だからこそ、弱かったボクはすぐにジンバとの訓練をさせてもらえなくなった。
それは、ジンバが強さだけを求めているからに違いなかった。
そんな中でも、ボクはなんとか強さを身に着けるために、自分で訓練をしていた。
そんなときに見てしまった。
ジンバがあきらかに、あのときお姉ちゃんを襲ったのと同種の男たちとあっているところを…

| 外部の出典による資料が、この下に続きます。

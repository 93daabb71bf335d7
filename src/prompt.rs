//! Prompt construction for the summarization agent.

use crate::task::Task;
use chrono::TimeZone;
use std::fmt::{Display, Write};

/// Default system persona sent with every summarization request.
pub const DEFAULT_PERSONA: &str = "You are a helpful assistant that creates concise yet informative summaries of todo lists. Group related items, identify priorities, and organize by urgency. Keep the summary professional and actionable.";

/// Render pending tasks as a numbered plain-text list, one line per task:
///
/// `<n>. <title>[ - <description>][ (Priority: <priority>)][ (Due: <date>)]`
///
/// Due dates are shown as `M/D/YYYY` in `tz`.
pub fn render_task_list<Tz>(tasks: &[Task], tz: &Tz) -> String
where
    Tz: TimeZone,
    Tz::Offset: Display,
{
    let mut out = String::new();
    for (index, task) in tasks.iter().enumerate() {
        if index > 0 {
            out.push('\n');
        }
        let _ = write!(out, "{}. {}", index + 1, task.title);
        if let Some(description) = &task.description {
            let _ = write!(out, " - {description}");
        }
        if let Some(priority) = task.priority {
            let _ = write!(out, " (Priority: {priority})");
        }
        if let Some(due) = task.due_date {
            let _ = write!(out, " (Due: {})", due.with_timezone(tz).format("%-m/%-d/%Y"));
        }
    }
    out
}

/// Wrap the rendered list in the user message.
pub fn user_message(task_list: &str) -> String {
    format!("Please summarize the following list of pending todos:\n\n{task_list}")
}
//! # Tasksumma
//!
//! A todo tracker that can summarize pending tasks with an LLM and post the
//! summary to a team chat channel.
//!
//! ## Features
//!
//! - **Task store**: sled-backed CRUD over HTTP
//! - **Summaries**: OpenAI-compatible agent, with a rule-based fallback when
//!   the account is out of quota
//! - **Chat delivery**: Slack incoming-webhook payloads

pub mod agent;
pub mod config;
pub mod fallback;
pub mod notify;
pub mod pipeline;
pub mod prompt;
pub mod server;
pub mod storage;
pub mod task;

#[cfg(test)]
mod testing;

pub use config::Config;
pub use pipeline::{SummaryOutcome, SummaryPipeline};
pub use storage::Storage;
pub use task::{NewTask, Priority, Task};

そこから、ボクはこの国を出るために、訓練を頑張った。
そのかいもあってか、ボクはこのレックスを出た。
スキルもわからないボクに、ジンバは特に執着することもなかった。
だから、セイクリッドで出会ったときにも、ジンバは自分の興味ではなく、兄から言われていたであろうことを言ってきただけなのだろう。
だったら余計に、ボクは…
「兄を救いに行きます」
「嬢ちゃんは、やめておけ」
「どうしてですか?」
「そんなこと、ワシが言わなくてもわかるだろ?」
「それは…」
言いたいことはわかっていた。
ボクが助けにいく兄は、すでにボクが知っている兄ではない。
それは、後ろ姿だけでわかっていた。
それでもボクは…
そこまで考えたところで、ボクは気づく。
「あの…」
「なんだ?」
「明日の剣術大会を見ていてください」
「何をだ?」
「すぐにわかります」
そう、ボクは思い出した。
あと一勝すれば、ボクは必然的に兄と戦うことになる。
そして、ただしも…
ザンは、それを思い出したのだろう。
「まさか…」
「はい、ボクがただしにお願いしてみます」
ボクはそう言葉にすると、席をたつ。
ザンが何かを言っていたような気もするが、ボクはそれを聞かないまま、その場を後にした。